Lycopodium bears the same relation to the right side of the throat that **Lachesis does to the left. There is stoppage of the nose, with inability to breathe through it; the disease begins on the right side, or is worse on that side. Like **Lachesis, the patient is worse after the sleep and after swallowing drinks, especially cold ones. Especially is to be remembered the **Lycopodium aggravation from 4 to 8 P.M. Fan like motions of the wings of the nose is also an indication. The symptoms of **Lycopodium are quite clear, but the remedy is less often indicated than some of the others.
**Bromine produces a pseudo-membrane, but it has little effect in gangrenous conditions. It is especially a remedy in the laryngeal form, and much rattling of mucus in the larynx is a characteristic indication. There is a suffocating, hoarse whistling cough, having a croupy sound. **Bromine is decidedly a remedy for the croupoid form of diphtheria. **Hepar and **Kali bichromicum are useful remedies in laryngeal form.
Muriatic acid. [Mur-ac]
Perhaps the most characteristic symptom calling for this remedy is the extreme weakness; nose bleed of dark and putrid blood is also a prominent symptom. There is a foetid breath and oedematous uvula, a yellowish-gray deposit on fauces, tonsils, uvula and posterior pharyngeal wall; excoriating thin discharge from nose; pulse intermittent and patient weak; tongue dry, lips dry and cracked. It is a remedy decidedly applicable to low, poisoned states of the blood, such as are found in diphtheritic conditions. Albuminuria is present.
Nitric acid. [Nit-ac]
Excoriating discharges are characteristic of this remedy. In diphtheria, however, there is a peculiar symptom; there is much distress and uneasiness at the stomach and vomiting of all food; withal, there is prostration and a membrane in the nose and throat. Especially is **Nitric acid a remedy in nasal diphtheria, with a white deposit in the nose and ulcerative conditions which are sensitive, thus differing from the potashes; there is foetid odor and sticking pains in throat; the pulse is intermittent; swallowing is difficult and painful.

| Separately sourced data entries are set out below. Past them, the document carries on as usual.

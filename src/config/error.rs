//! Configuration error types

use thiserror::Error;

/// Errors that can occur during configuration loading
#[derive(Debug, Error)]
pub enum ConfigError {
    #[error("Configuration loading failed: {0}")]
    LoadError(#[from] config::ConfigError),

    #[error("Validation failed: {0}")]
    ValidationFailed(#[from] ValidationError),
}

/// Errors that can occur during configuration validation
#[derive(Debug, Error, PartialEq, Eq)]
pub enum ValidationError {
    #[error("Required configuration missing: {0}")]
    MissingRequired(&'static str),

    #[error("Invalid port number")]
    InvalidPort,

    #[error("Invalid bind address: {0}")]
    InvalidAddress(String),

    #[error("Invalid request timeout")]
    InvalidTimeout,

    #[error("Invalid Stripe API key format")]
    InvalidStripeKey,

    #[error("Invalid Stripe webhook secret format")]
    InvalidStripeWebhookSecret,

    #[error("Invalid URL for {0}")]
    InvalidUrl(&'static str),

    #[error("Meeting attempts must be between 1 and 10")]
    InvalidMeetingAttempts,

    #[error("JWT secret must be at least 32 bytes in production")]
    WeakJwtSecret,

    #[error("{0} backends may not be used in production")]
    MockInProduction(&'static str),

    #[error("Directory file must be .json, .yaml or .yml")]
    InvalidDirectoryFormat,
}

Pain in the back and limbs, a general aching all over with great prostration are general characteristics of this remedy, and if we get, in addition to these, highly-inflamed throat, which is much swollen, so sore and sensitive that deglutition is almost impossible, pain shooting to ears, thick- coated tongue, foetid breath, swollen glands, high, rapid and weak pulse and a grayish membrane, we have a picture of diphtheria that **Phytolacca will cure. Great burning in the throat is also an indication, and chilliness as the disease commences.

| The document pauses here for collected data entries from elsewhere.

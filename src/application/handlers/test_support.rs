//! Shared wiring for handler tests.

use std::collections::HashSet;
use std::sync::atomic::{AtomicUsize, Ordering};
use std::sync::{Arc, Mutex};

use async_trait::async_trait;

use crate::adapters::events::InMemoryEventBus;
use crate::adapters::storage::InMemorySessionRepository;
use crate::domain::booking::{BookingSelection, Slot};
use crate::domain::directory::ServiceKind;
use crate::domain::foundation::{
    Actor, CommandMetadata, DomainError, ErrorCode, Role, SessionId, Timestamp, UserId,
};
use crate::domain::session::Session;
use crate::ports::{SessionFilter, SessionRepository};

pub(crate) fn actor(id: &str, role: Role) -> Actor {
    Actor::new(UserId::new(id).unwrap(), role)
}

pub(crate) fn student() -> Actor {
    actor("student-1", Role::Student)
}

pub(crate) fn other_student() -> Actor {
    actor("student-2", Role::Student)
}

/// Owns the fixture sessions (`tutor-math-1`).
pub(crate) fn tutor() -> Actor {
    actor("tutor-math-1", Role::Provider)
}

pub(crate) fn other_tutor() -> Actor {
    actor("tutor-bio-1", Role::Provider)
}

pub(crate) fn admin() -> Actor {
    actor("admin-1", Role::Admin)
}

pub(crate) fn metadata(actor: Actor) -> CommandMetadata {
    CommandMetadata::new(actor).with_correlation_id("test-correlation")
}

pub(crate) fn hours_from_now(hours: i64) -> Timestamp {
    Timestamp::now().plus_hours(hours)
}

pub(crate) fn slot(day: u32, hour: u32) -> Slot {
    Slot::new(
        chrono::NaiveDate::from_ymd_opt(2030, 5, day).unwrap(),
        chrono::NaiveTime::from_hms_opt(hour, 0, 0).unwrap(),
    )
}

/// Monthly Japanese tutoring with the seed directory's Japanese tutor,
/// slots deliberately out of order.
pub(crate) fn japanese_selection() -> BookingSelection {
    BookingSelection {
        service: Some(ServiceKind::Tutoring),
        plan: Some("tutoring-monthly".into()),
        subject: Some("Foreign Languages".into()),
        topic: Some("Japanese".into()),
        school: None,
        slots: vec![slot(6, 10), slot(1, 10), slot(3, 10), slot(8, 10)],
        provider_id: Some("tutor-languages-2".into()),
    }
}

pub(crate) struct Harness {
    pub repository: Arc<InMemorySessionRepository>,
    pub events: Arc<InMemoryEventBus>,
}

impl Harness {
    pub(crate) fn new() -> Self {
        Self {
            repository: Arc::new(InMemorySessionRepository::new()),
            events: Arc::new(InMemoryEventBus::new()),
        }
    }

    /// Stores `session` through the normal write path.
    pub(crate) async fn seed(&self, mut session: Session) -> Session {
        let version = self.repository.upsert(&session).await.unwrap();
        session.set_version(version);
        session
    }

    pub(crate) async fn stored(&self, session: &Session) -> Session {
        self.repository
            .find_by_id(&session.id())
            .await
            .unwrap()
            .unwrap()
    }
}

/// Session store whose chosen writes fail. Writes are counted from 1
/// across every `upsert` made through this wrapper.
pub(crate) struct FailingWrites {
    inner: Arc<InMemorySessionRepository>,
    writes: AtomicUsize,
    failing: Mutex<HashSet<usize>>,
}

impl FailingWrites {
    pub(crate) fn new(inner: Arc<InMemorySessionRepository>) -> Self {
        Self {
            inner,
            writes: AtomicUsize::new(0),
            failing: Mutex::new(HashSet::new()),
        }
    }

    /// Fails the `n`th write from now.
    pub(crate) fn fail_write(&self, n: usize) {
        let next = self.writes.load(Ordering::SeqCst) + n;
        self.failing.lock().unwrap().insert(next);
    }

    pub(crate) fn heal(&self) {
        self.failing.lock().unwrap().clear();
    }
}

#[async_trait]
impl SessionRepository for FailingWrites {
    async fn list(&self) -> Result<Vec<Session>, DomainError> {
        self.inner.list().await
    }

    async fn find_by_id(&self, id: &SessionId) -> Result<Option<Session>, DomainError> {
        self.inner.find_by_id(id).await
    }

    async fn upsert(&self, session: &Session) -> Result<u64, DomainError> {
        let write = self.writes.fetch_add(1, Ordering::SeqCst) + 1;
        if self.failing.lock().unwrap().contains(&write) {
            return Err(DomainError::new(ErrorCode::StorageError, "disk full"));
        }
        self.inner.upsert(session).await
    }

    async fn filter(&self, filter: &SessionFilter) -> Result<Vec<Session>, DomainError> {
        self.inner.filter(filter).await
    }

    async fn clear(&self) -> Result<(), DomainError> {
        self.inner.clear().await
    }
}
//! Event bus adapters.
//!
//! - `InMemoryEventBus` - In-process bus that captures events
//! - `TracingEventPublisher` - Logs every event through `tracing`

mod in_memory;
mod tracing_publisher;

pub use in_memory::InMemoryEventBus;
pub use tracing_publisher::TracingEventPublisher;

Drs. Burt and Bayes recommend the tincture and also the use of a gargle. Other observers also consider the remedy as specific, and it probably is with the foregoing indications.
Last, but not least, we have **Arsenicum, and it may save when no remedy will. It is mainly a remedy indicated by its general symptoms alone, such as low fever, prostration, restlessness, thirst, foetid breath, etc., hence it is not a true diphtheria remedy. It is most useful in the later stage of the disease when indicated by these very symptoms, and when, perhaps, in spite of other remedies, the patient has been constantly going down hill, until the very adynamic condition, met so well by **Arsenicum, has been reached.

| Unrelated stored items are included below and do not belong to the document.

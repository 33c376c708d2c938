//! CompleteSessionHandler - The provider marks a held session as completed.

use std::sync::Arc;

use crate::domain::foundation::{authorize, CommandMetadata, SessionId, Timestamp};
use crate::domain::policy::can_complete_session;
use crate::domain::session::{Session, SessionError};
use crate::ports::{EventPublisher, SessionRepository};

use super::common::{load, persist, publish};

#[derive(Debug, Clone)]
pub struct CompleteSessionCommand {
    pub session_id: SessionId,
}

pub struct CompleteSessionHandler {
    repository: Arc<dyn SessionRepository>,
    event_publisher: Arc<dyn EventPublisher>,
}

impl CompleteSessionHandler {
    pub fn new(
        repository: Arc<dyn SessionRepository>,
        event_publisher: Arc<dyn EventPublisher>,
    ) -> Self {
        Self {
            repository,
            event_publisher,
        }
    }

    pub async fn handle(
        &self,
        cmd: CompleteSessionCommand,
        metadata: CommandMetadata,
    ) -> Result<Session, SessionError> {
        let actor = &metadata.actor;
        let mut session = load(self.repository.as_ref(), cmd.session_id).await?;
        authorize(can_complete_session(&session, actor), actor, "complete", &session)?;

        let event = session.complete(Timestamp::now())?;
        persist(self.repository.as_ref(), &mut session).await?;
        publish(self.event_publisher.as_ref(), &event, &metadata).await;

        tracing::info!(session_id = %session.id(), "Session completed");
        Ok(session)
    }
}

The throat will be much swollen inside and out, the membrane will be dark, and there will be much foetor, and there will be present considerable oedema. It may correspond to the prodromal stage also, with the tired-out feeling, thirst and feverish flush.
**Arsenic iodide may prove curative for the septic conditions and hoarseness which sometimes remain after diphtheria.